Visitar outros empreendimentos da construtora para verificar prazo de entrega é uma das recomendações

Apesar de os analistas jurídicos e financeiros verem como remota a possibilidade de um agrava­mento da crise financeira mun­dial atingir de maneira mais for­te as empresas do setor imobi­liário, a ponto de impossibilitá-las de entregar os empreendi­mentos lançados (veja mais na página 3), o momento atual exi­ge que o consumidor que pre­tende comprar um imóvel aja com um pouco mais de cautela.

É preciso estar atento, entre outros fatores, à solidez da em­presa vendedora. É o que reco­menda o diretor da Associação dos Mutuários e Moradores das regiões Sul e Sudeste do Brasil (AMM), Thiago Antolini. “Se em momentos de situação favorável a cautela é necessá­ria, agora então, com essa insta­bilidade, ela é indispensável”, diz ele.

Ir até outros empreendimen­tos em andamento e levantar o histórico de entregas da empresa é apenas uma das recomen­dações, segundo o diretor. “É preciso ir além e procurar ór­gãos como o Procon, para verificar se existem reclamações contra alguma das empresas envolvidas no empreendimento e quais os tipos de reclamação”. De acordo com Antolini, esse cuidado pode dar ao compra­dor pistas importantes sobre o comportamento daquela em­presa em relação aos clientes.

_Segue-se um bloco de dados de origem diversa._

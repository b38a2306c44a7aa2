//! Codecs concretos de artifacts.
//!
//! Una tabla es un array JSON de objetos (una fila por objeto) y se guarda
//! como JSON lines. Modelos y métricas son documentos JSON legibles; una
//! métrica debe ser un objeto.

use cpn_core::{ArtifactHandler, StorageError};
use serde_json::Value;

#[derive(Debug, Clone, Copy, Default)]
pub struct TableHandler;

impl ArtifactHandler for TableHandler {
    fn type_name(&self) -> &str {
        "table"
    }

    fn file_format(&self) -> &str {
        "jsonl"
    }

    fn encode(&self, payload: &Value) -> Result<Vec<u8>, StorageError> {
        let rows = payload.as_array()
                          .ok_or_else(|| StorageError::Codec("table payload must be an array of rows".into()))?;
        let mut out = Vec::new();
        for (i, row) in rows.iter().enumerate() {
            if !row.is_object() {
                return Err(StorageError::Codec(format!("table row {i} is not an object")));
            }
            serde_json::to_writer(&mut out, row)?;
            out.push(b'\n');
        }
        Ok(out)
    }

    fn decode(&self, bytes: &[u8]) -> Result<Value, StorageError> {
        let text = std::str::from_utf8(bytes).map_err(|e| StorageError::Codec(e.to_string()))?;
        let mut rows = Vec::new();
        for (n, line) in text.lines().enumerate().filter(|(_, l)| !l.trim().is_empty()) {
            let row: Value = serde_json::from_str(line).map_err(|e| StorageError::Codec(format!("line {}: {e}", n + 1)))?;
            if !row.is_object() {
                return Err(StorageError::Codec(format!("line {}: row is not an object", n + 1)));
            }
            rows.push(row);
        }
        Ok(Value::Array(rows))
    }
}

#[derive(Debug, Clone, Copy, Default)]
pub struct JsonModelHandler;

impl ArtifactHandler for JsonModelHandler {
    fn type_name(&self) -> &str {
        "json_model"
    }

    fn file_format(&self) -> &str {
        "json"
    }

    fn encode(&self, payload: &Value) -> Result<Vec<u8>, StorageError> {
        Ok(serde_json::to_vec_pretty(payload)?)
    }

    fn decode(&self, bytes: &[u8]) -> Result<Value, StorageError> {
        Ok(serde_json::from_slice(bytes)?)
    }
}

#[derive(Debug, Clone, Copy, Default)]
pub struct JsonMetricHandler;

impl ArtifactHandler for JsonMetricHandler {
    fn type_name(&self) -> &str {
        "json_metric"
    }

    fn file_format(&self) -> &str {
        "json"
    }

    fn encode(&self, payload: &Value) -> Result<Vec<u8>, StorageError> {
        if !payload.is_object() {
            return Err(StorageError::Codec("metric payload must be an object".into()));
        }
        Ok(serde_json::to_vec_pretty(payload)?)
    }

    fn decode(&self, bytes: &[u8]) -> Result<Value, StorageError> {
        Ok(serde_json::from_slice(bytes)?)
    }
}
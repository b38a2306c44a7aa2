//! Registro de linaje: qué leyó y qué escribió realmente una ejecución.
//!
//! El formato (`inputs.data`, `inputs.model`, `outputs.data`,
//! `outputs.model`, `outputs.metric`) es un contrato estable. Nunca contiene
//! payloads, sólo los `ArtifactRecord` resueltos.

mod recorder;
mod record;

pub use record::{InputLineage, LineageEntry, LineageRecord, OutputLineage};
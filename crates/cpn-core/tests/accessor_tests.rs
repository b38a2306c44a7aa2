use std::sync::Arc;
use std::thread;

use cpn_core::{ArtifactApplySpec, ArtifactDescriptor, ArtifactRegistry, BindError, Binder, ComponentDescriptor, InMemoryStorage,
               Role, Stage, StorageError, TaskConfig};
use serde_json::{json, Map};

fn copy_component() -> ComponentDescriptor {
    ComponentDescriptor::builder("copy").roles([Role::Local])
                                        .input(ArtifactDescriptor::model_input("source").optional())
                                        .output(ArtifactDescriptor::model_output("target"))
                                        .build()
                                        .expect("descriptor")
}

fn bind_copy(reg: &ArtifactRegistry, source: Option<&str>, target: &str) -> cpn_core::ExecutionIo {
    let d = copy_component();
    let mut cfg = TaskConfig::new("copy", Role::Local, Stage::Default).with_output("target",
                                                                                   ArtifactApplySpec::new(target).with_metadata("owner", json!("spec"))
                                                                                                                 .with_metadata("kept", json!(true)));
    if let Some(src) = source {
        cfg = cfg.with_input("source", ArtifactApplySpec::new(src));
    }
    Binder::new(&d, reg).bind(&cfg).expect("bind")
}

#[test]
fn write_then_read_through_fresh_reader_round_trips() {
    let storage = InMemoryStorage::new();
    let reg = ArtifactRegistry::with_defaults().with_storage(Arc::new(storage.clone()));
    let payload = json!({"coef": [0.25, -1.0], "intercept": 3});

    let mut io = bind_copy(&reg, None, "mem://models/m1");
    let writer = io.take_arguments().unwrap().take_writer("target").unwrap();
    let mut meta = Map::new();
    meta.insert("owner".into(), json!("writer"));
    meta.insert("epochs".into(), json!(5));
    writer.write(&payload, Some(meta)).unwrap();

    let record = writer.record();
    assert!(record.consumed);
    assert_eq!(record.metadata.metadata["owner"], "writer");
    assert_eq!(record.metadata.metadata["kept"], true);
    assert_eq!(record.metadata.metadata["epochs"], 5);
    assert_eq!(record.metadata.writes.len(), 1);
    assert_eq!(record.metadata.writes[0].file_format, "json");
    assert_eq!(record.metadata.writes[0].content_hash.len(), 64);

    let mut io = bind_copy(&reg, Some("mem://models/m1"), "mem://models/m2");
    let reader = io.take_arguments().unwrap().take_optional_reader("source").unwrap().expect("bound");
    assert_eq!(reader.read().unwrap(), payload);
}

#[test]
fn second_write_fails_and_keeps_first_effect() {
    let storage = InMemoryStorage::new();
    let reg = ArtifactRegistry::with_defaults().with_storage(Arc::new(storage.clone()));
    let mut io = bind_copy(&reg, None, "mem://t");
    let writer = io.take_arguments().unwrap().take_writer("target").unwrap();

    writer.write(&json!("first"), None).unwrap();
    let err = writer.write(&json!("second"), None).unwrap_err();
    assert_eq!(err, BindError::UseAfterConsumed { uri: "mem://t".into() });
    assert_eq!(storage.get("t").unwrap(), serde_json::to_vec(&json!("first")).unwrap());
    assert_eq!(writer.record().metadata.writes.len(), 1);
}

#[test]
fn failed_read_still_consumes() {
    let storage = InMemoryStorage::new();
    let reg = ArtifactRegistry::with_defaults().with_storage(Arc::new(storage.clone()));
    let mut io = bind_copy(&reg, Some("mem://missing"), "mem://t");
    let reader = io.take_arguments().unwrap().take_optional_reader("source").unwrap().unwrap();

    let err = reader.read().unwrap_err();
    assert_eq!(err,
               BindError::ResourceReadError { uri: "mem://missing".into(),
                                              source: StorageError::NotFound("mem://missing".into()) });
    assert!(reader.is_consumed());
    assert_eq!(reader.read().unwrap_err(), BindError::UseAfterConsumed { uri: "mem://missing".into() });
}

#[test]
fn undecodable_bytes_are_a_read_error() {
    let storage = InMemoryStorage::new();
    storage.put("bad", "not json at all");
    let reg = ArtifactRegistry::with_defaults().with_storage(Arc::new(storage.clone()));
    let mut io = bind_copy(&reg, Some("mem://bad"), "mem://t");
    let reader = io.take_arguments().unwrap().take_optional_reader("source").unwrap().unwrap();
    assert!(matches!(reader.read(), Err(BindError::ResourceReadError { source: StorageError::Codec(_), .. })));
}

#[test]
fn concurrent_writers_only_one_wins() {
    let storage = InMemoryStorage::new();
    let reg = ArtifactRegistry::with_defaults().with_storage(Arc::new(storage.clone()));
    let mut io = bind_copy(&reg, None, "mem://race");
    let writer = Arc::new(io.take_arguments().unwrap().take_writer("target").unwrap());

    let handles: Vec<_> = (0..8).map(|i| {
                                    let w = Arc::clone(&writer);
                                    thread::spawn(move || w.write(&json!(i), None).is_ok())
                                })
                                .collect();
    let wins = handles.into_iter().map(|h| h.join().unwrap()).filter(|ok| *ok).count();
    assert_eq!(wins, 1);
    assert_eq!(writer.record().metadata.writes.len(), 1);
}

“Verificar à situação finan­ceira da empresa é outro cuida­do importante”, afirma o analis­ta de investimento da Gradual Investimentos, Eduardo Cor­tez. Segundo ele, um nível alto de endividamento somado à fal­ta de crédito pode deixar a em­presa numa situação delicada,

o que pode causar atrasos na obra. Por isso, um prédio erguido com recursos da própria em­presa pode representar um si­nal de alerta. “Geralmente, as construtoras erguem seus em­preendimentos com dinheiro obtido em financiamentos ban­cários. Isso deixa a empresa numa situação mais confortável para concluir a obra”, explica Cortez. Caso não haja esse financiamento, “ou a empresa está com muito dinheiro em caixa ou o contrário: está com a saúde financeira debilitada e o banco não lhe concedeu crédito”.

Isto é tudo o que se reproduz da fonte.